Reseña

El espíritu carga al cuerpo

La última jornada del actual torneo tiene su atractivo y su propia carga emocional. La exigencia para los equipos en apuros sólo se soporta con espíritu capaz de no quebrantarse al momento de la prueba final.

Tigres no está obligado a ganarle a Querétaro pero si no lo hace, pone todo en riesgo. Es donde la materialidad de los números (puntos) incrementa el peso y ahí se necesitará apoyo del espíritu.

El cuerpo (materia) requiere soporte de lo intangible. América podrá considerar que Pachuca no le ganará por dos goles.

Para sostener esta postura será conveniente que su mente esté alimentada por algo mejor a su futbol exhibido. Aquí brota la idea que lo material siempre solicita la presencia del espíritu. Los involucrados en el descenso ya han cargado con muchas penas; pareciera que están acostumbrados a estas lides. Saben llamarle al espíritu para que calme al cuerpo.

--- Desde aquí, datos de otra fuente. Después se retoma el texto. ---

//! Tunables consumed by the route search.

/// How strictly axle-load and bridge-weight limits are enforced.
#[derive(Copy, Clone, Debug, Default, PartialEq, Eq)]
#[cfg_attr(feature = "serde", derive(serde::Serialize, serde::Deserialize))]
pub enum WeightLimitPolicy {
    /// Limits are ignored entirely.
    Unenforced,
    /// Overweight ways stay routable but cost a heavy surcharge.
    #[default]
    ReportOnly,
    /// Overweight ways are never routed over.
    Strict,
    /// Up to 10% overweight is tolerated (with surcharge); beyond that the
    /// way is blocked.
    Tolerant,
}

impl WeightLimitPolicy {
    /// Decode the historical numeric setting (0..=3).
    pub fn from_level(level: u8) -> Self {
        match level {
            0 => Self::Unenforced,
            1 => Self::ReportOnly,
            2 => Self::Strict,
            _ => Self::Tolerant,
        }
    }
}

/// World settings relevant to routing.
#[derive(Clone, Debug)]
#[cfg_attr(feature = "serde", derive(serde::Serialize, serde::Deserialize))]
pub struct Settings {
    /// Hard per-search node budget; exceeding it fails the search.
    pub max_route_steps: u32,
    pub weight_limit_policy: WeightLimitPolicy,
    pub meters_per_tile: u32,
    /// Background discovery yields to the scheduler after processing this
    /// many route tiles; zero disables pacing.
    pub discovery_tiles_per_slice: u32,
    /// Record discovery routes to plain city buildings (not only town
    /// halls, industries and attractions).
    pub record_city_building_routes: bool,
    /// Only record city attractions whose visitor demand exceeds this.
    pub attraction_demand_threshold: u16,
    /// Only record city industries whose visitor demand exceeds this.
    pub industry_demand_threshold: u16,
    /// If set, skip recording non-consumer industries further than this
    /// many road tiles beyond the origin city's edge.
    pub max_industry_commute_tiles: Option<u32>,
}

impl Default for Settings {
    fn default() -> Self {
        Self {
            max_route_steps: 1_000_000,
            weight_limit_policy: WeightLimitPolicy::default(),
            meters_per_tile: 250,
            discovery_tiles_per_slice: 2048,
            record_city_building_routes: true,
            attraction_demand_threshold: 0,
            industry_demand_threshold: 0,
            max_industry_commute_tiles: None,
        }
    }
}
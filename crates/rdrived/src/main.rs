//! rdrived: rdrive sync daemon.
//!
//! Scans configured job source trees, reconciles them against a remote
//! drive, optionally mounts a drive's folder tree over FUSE, and exposes
//! a gRPC control plane over a Unix domain socket plus a Prometheus
//! metrics/health endpoint.

mod daemon;
mod grpc;
mod metrics;
mod runner;
mod token_cache;

use anyhow::Result;
use clap::Parser;
use rdrive_core::config::RdriveConfig;
use std::path::PathBuf;
use tracing::info;

#[derive(Parser, Debug)]
#[command(name = "rdrived", version, about = "rdrive sync daemon")]
struct Cli {
    /// Path to rdrive.toml configuration file
    #[arg(long, short = 'c', env = "RDRIVE_CONFIG", default_value = "/etc/rdrive/config.toml")]
    config: PathBuf,

    /// Log level (trace, debug, info, warn, error)
    #[arg(long, env = "RDRIVE_LOG", default_value = "info")]
    log: String,

    /// Log format (json, text)
    #[arg(long, env = "RDRIVE_LOG_FORMAT", default_value = "text")]
    log_format: LogFormat,
}

#[derive(Clone, Debug, clap::ValueEnum)]
enum LogFormat {
    Json,
    Text,
}

#[tokio::main]
async fn main() -> Result<()> {
    let cli = Cli::parse();
    init_logging(&cli.log, &cli.log_format);

    info!(version = env!("CARGO_PKG_VERSION"), config = %cli.config.display(), "rdrived starting");

    let config = load_config(&cli.config).await?;
    daemon::run(config).await
}

async fn load_config(path: &PathBuf) -> Result<RdriveConfig> {
    if path.exists() {
        let content = tokio::fs::read_to_string(path)
            .await
            .map_err(|e| anyhow::anyhow!("reading config {}: {e}", path.display()))?;
        toml::from_str(&content).map_err(|e| anyhow::anyhow!("parsing config {}: {e}", path.display()))
    } else {
        tracing::warn!(path = %path.display(), "config file not found, using defaults");
        Ok(RdriveConfig::default())
    }
}

fn init_logging(level: &str, format: &LogFormat) {
    use tracing_subscriber::{fmt, layer::SubscriberExt, util::SubscriberInitExt, EnvFilter};

    let filter = EnvFilter::try_from_default_env().unwrap_or_else(|_| EnvFilter::new(level));

    match format {
        LogFormat::Json => {
            tracing_subscriber::registry().with(filter).with(fmt::layer().json()).init();
        }
        LogFormat::Text => {
            tracing_subscriber::registry().with(filter).with(fmt::layer()).init();
        }
    }
}
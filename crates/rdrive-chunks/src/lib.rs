//! rdrive-chunks: content-defined chunking and chunk-identity hashing.
//!
//! - `cdc`: deterministic rolling-hash chunker
//! - `blake3`: chunk-identity hashing, distinct from the drive's SHA-1 dedup hash

pub mod blake3;
pub mod cdc;

pub use blake3::{hash_bytes, hash_file, hash_from_hex, hash_to_hex, Hash};
pub use cdc::{ChunkerParams, Chunker};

Los sentenciados a no calificar son capaces de modificar los escenarios y volverse en dictadores de justicia, o en “molestadores” de otros; lo que primero aparezca. Las Chivas no tienen presión pero podrán perder su encanto. León, en apariencia sin oportunidad, tiene la paciencia para esperar a que otro pueda flaquear.

En ocasiones el cuerpo es flaco y demanda ayuda del espíritu. La fecha 17 se presta a pensar en todo y solicitar emoción porque los dos finalistas anteriores, hoy no tienen nada seguro. Esto es único; y nuestro futbol lo genera. Es el lugar común mexicano que aunque ni nosotros nos entendamos, ofrece placer al cuerpo y al espíritu.